— Exercise description —
When you reach the line containing "hits.sort_by_key(|&(_, (start, end))|" in the entries below, start writing out each line exactly, and stop after the line containing "if on_name(v.name, v.pos)".

Saved data entries
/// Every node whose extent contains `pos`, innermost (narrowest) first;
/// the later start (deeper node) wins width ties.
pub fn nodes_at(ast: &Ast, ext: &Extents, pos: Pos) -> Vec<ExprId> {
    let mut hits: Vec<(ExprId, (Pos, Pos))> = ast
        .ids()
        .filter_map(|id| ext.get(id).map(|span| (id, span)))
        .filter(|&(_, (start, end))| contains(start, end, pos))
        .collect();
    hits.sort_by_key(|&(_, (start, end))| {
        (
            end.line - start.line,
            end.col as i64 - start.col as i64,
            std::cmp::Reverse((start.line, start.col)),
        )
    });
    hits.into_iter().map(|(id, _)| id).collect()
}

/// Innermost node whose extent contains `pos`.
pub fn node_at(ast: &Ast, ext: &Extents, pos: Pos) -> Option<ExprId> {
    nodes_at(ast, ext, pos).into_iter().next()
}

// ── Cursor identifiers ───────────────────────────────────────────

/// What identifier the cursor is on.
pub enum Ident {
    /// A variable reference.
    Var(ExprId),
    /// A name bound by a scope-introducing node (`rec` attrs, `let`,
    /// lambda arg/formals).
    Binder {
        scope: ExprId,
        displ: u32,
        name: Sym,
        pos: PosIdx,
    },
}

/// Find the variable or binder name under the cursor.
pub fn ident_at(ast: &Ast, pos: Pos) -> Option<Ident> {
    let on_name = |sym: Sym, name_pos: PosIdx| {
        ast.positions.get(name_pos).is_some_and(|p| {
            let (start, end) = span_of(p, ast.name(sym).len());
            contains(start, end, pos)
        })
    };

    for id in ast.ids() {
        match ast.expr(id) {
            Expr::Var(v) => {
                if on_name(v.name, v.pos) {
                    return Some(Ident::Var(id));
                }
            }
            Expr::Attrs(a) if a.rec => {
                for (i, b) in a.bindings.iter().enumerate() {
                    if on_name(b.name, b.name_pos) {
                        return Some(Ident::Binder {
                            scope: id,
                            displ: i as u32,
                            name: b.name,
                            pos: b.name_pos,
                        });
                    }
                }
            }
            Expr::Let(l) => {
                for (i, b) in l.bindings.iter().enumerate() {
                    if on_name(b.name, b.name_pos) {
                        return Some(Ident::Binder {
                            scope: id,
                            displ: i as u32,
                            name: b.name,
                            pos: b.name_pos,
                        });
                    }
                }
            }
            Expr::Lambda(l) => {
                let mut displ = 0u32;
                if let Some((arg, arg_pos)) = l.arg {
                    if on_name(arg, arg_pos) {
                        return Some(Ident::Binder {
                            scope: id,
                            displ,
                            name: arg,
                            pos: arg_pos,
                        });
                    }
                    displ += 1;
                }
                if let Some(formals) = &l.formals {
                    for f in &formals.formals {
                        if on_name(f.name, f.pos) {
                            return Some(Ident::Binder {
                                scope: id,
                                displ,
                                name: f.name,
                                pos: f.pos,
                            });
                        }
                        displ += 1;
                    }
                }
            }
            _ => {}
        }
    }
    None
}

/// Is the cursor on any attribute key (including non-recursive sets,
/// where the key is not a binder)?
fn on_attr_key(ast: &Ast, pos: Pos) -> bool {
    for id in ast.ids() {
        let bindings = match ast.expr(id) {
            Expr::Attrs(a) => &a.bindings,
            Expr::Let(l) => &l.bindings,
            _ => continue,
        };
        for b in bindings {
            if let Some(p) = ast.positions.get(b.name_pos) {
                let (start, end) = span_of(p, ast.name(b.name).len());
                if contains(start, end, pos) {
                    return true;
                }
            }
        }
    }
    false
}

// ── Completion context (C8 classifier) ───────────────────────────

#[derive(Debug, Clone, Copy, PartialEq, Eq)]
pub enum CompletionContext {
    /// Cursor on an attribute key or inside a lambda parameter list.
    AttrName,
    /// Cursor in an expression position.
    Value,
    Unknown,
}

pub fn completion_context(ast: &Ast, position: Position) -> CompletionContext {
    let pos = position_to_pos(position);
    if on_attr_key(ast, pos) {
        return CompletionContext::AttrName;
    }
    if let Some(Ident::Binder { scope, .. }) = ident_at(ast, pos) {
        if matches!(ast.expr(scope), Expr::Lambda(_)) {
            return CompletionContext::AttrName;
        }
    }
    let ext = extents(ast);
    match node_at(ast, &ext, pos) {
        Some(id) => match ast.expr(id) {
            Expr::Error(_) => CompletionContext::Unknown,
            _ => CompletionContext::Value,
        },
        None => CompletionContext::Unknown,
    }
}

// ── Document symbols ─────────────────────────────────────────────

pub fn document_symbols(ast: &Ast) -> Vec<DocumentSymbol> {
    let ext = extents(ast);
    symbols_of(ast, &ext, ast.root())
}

— Solution for this task —
    hits.sort_by_key(|&(_, (start, end))| {
        (
            end.line - start.line,
            end.col as i64 - start.col as i64,
            std::cmp::Reverse((start.line, start.col)),
        )
    });
    hits.into_iter().map(|(id, _)| id).collect()
}

/// Innermost node whose extent contains `pos`.
pub fn node_at(ast: &Ast, ext: &Extents, pos: Pos) -> Option<ExprId> {
    nodes_at(ast, ext, pos).into_iter().next()
}

// ── Cursor identifiers ───────────────────────────────────────────

/// What identifier the cursor is on.
pub enum Ident {
    /// A variable reference.
    Var(ExprId),
    /// A name bound by a scope-introducing node (`rec` attrs, `let`,
    /// lambda arg/formals).
    Binder {
        scope: ExprId,
        displ: u32,
        name: Sym,
        pos: PosIdx,
    },
}

/// Find the variable or binder name under the cursor.
pub fn ident_at(ast: &Ast, pos: Pos) -> Option<Ident> {
    let on_name = |sym: Sym, name_pos: PosIdx| {
        ast.positions.get(name_pos).is_some_and(|p| {
            let (start, end) = span_of(p, ast.name(sym).len());
            contains(start, end, pos)
        })
    };

    for id in ast.ids() {
        match ast.expr(id) {
            Expr::Var(v) => {
                if on_name(v.name, v.pos) {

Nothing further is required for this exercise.